Problem requirements ▸ Look at every line of the material and count the ones holding the word "viewer". The answer is the number only.

Data ▸
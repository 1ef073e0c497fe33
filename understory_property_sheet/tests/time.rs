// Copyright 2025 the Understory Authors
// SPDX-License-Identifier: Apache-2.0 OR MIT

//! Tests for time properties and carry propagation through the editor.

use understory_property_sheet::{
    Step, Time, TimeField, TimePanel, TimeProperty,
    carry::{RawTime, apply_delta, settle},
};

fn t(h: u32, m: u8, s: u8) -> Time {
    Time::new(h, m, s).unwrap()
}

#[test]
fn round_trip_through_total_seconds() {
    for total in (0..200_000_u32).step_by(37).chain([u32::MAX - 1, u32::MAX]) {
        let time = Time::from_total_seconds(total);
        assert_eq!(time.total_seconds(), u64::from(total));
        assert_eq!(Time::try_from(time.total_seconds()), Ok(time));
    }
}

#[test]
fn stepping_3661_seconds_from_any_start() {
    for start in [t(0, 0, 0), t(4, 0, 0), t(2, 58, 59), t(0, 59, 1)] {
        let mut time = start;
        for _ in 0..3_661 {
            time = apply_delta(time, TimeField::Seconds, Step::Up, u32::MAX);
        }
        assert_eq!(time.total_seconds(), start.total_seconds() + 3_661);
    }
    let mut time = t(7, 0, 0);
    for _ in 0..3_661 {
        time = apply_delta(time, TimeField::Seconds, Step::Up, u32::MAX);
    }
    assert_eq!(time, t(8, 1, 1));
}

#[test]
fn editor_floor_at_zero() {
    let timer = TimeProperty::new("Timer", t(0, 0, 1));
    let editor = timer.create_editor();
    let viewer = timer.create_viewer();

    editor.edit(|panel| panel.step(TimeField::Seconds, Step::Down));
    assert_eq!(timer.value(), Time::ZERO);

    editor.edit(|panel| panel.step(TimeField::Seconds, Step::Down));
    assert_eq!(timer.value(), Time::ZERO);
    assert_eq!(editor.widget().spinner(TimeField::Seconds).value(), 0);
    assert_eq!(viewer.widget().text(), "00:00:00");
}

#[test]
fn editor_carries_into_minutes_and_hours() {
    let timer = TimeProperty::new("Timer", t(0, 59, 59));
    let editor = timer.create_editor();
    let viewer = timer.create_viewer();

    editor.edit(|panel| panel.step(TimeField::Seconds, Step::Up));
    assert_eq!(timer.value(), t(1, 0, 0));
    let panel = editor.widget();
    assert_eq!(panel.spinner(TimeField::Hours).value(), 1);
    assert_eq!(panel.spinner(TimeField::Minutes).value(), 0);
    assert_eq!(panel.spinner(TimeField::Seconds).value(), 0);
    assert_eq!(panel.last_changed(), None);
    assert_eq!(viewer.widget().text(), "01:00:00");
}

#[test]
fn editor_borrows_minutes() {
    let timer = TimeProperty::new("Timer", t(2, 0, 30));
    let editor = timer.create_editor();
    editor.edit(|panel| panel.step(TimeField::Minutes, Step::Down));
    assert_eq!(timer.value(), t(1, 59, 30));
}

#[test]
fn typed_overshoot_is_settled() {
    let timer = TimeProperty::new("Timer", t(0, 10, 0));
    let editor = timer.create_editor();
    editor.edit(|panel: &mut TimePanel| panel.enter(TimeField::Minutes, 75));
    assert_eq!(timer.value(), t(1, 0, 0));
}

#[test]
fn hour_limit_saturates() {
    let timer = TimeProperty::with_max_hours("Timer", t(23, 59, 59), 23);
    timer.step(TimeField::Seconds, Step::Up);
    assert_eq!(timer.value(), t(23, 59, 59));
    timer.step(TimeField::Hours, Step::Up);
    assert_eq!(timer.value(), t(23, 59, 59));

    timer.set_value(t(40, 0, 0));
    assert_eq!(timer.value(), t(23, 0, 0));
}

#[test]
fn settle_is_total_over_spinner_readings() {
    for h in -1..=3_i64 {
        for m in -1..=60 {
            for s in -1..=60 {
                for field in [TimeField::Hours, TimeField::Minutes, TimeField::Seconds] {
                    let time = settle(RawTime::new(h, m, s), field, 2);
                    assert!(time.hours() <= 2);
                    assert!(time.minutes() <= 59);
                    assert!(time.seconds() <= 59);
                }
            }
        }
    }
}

Output for this exercise ▸ 4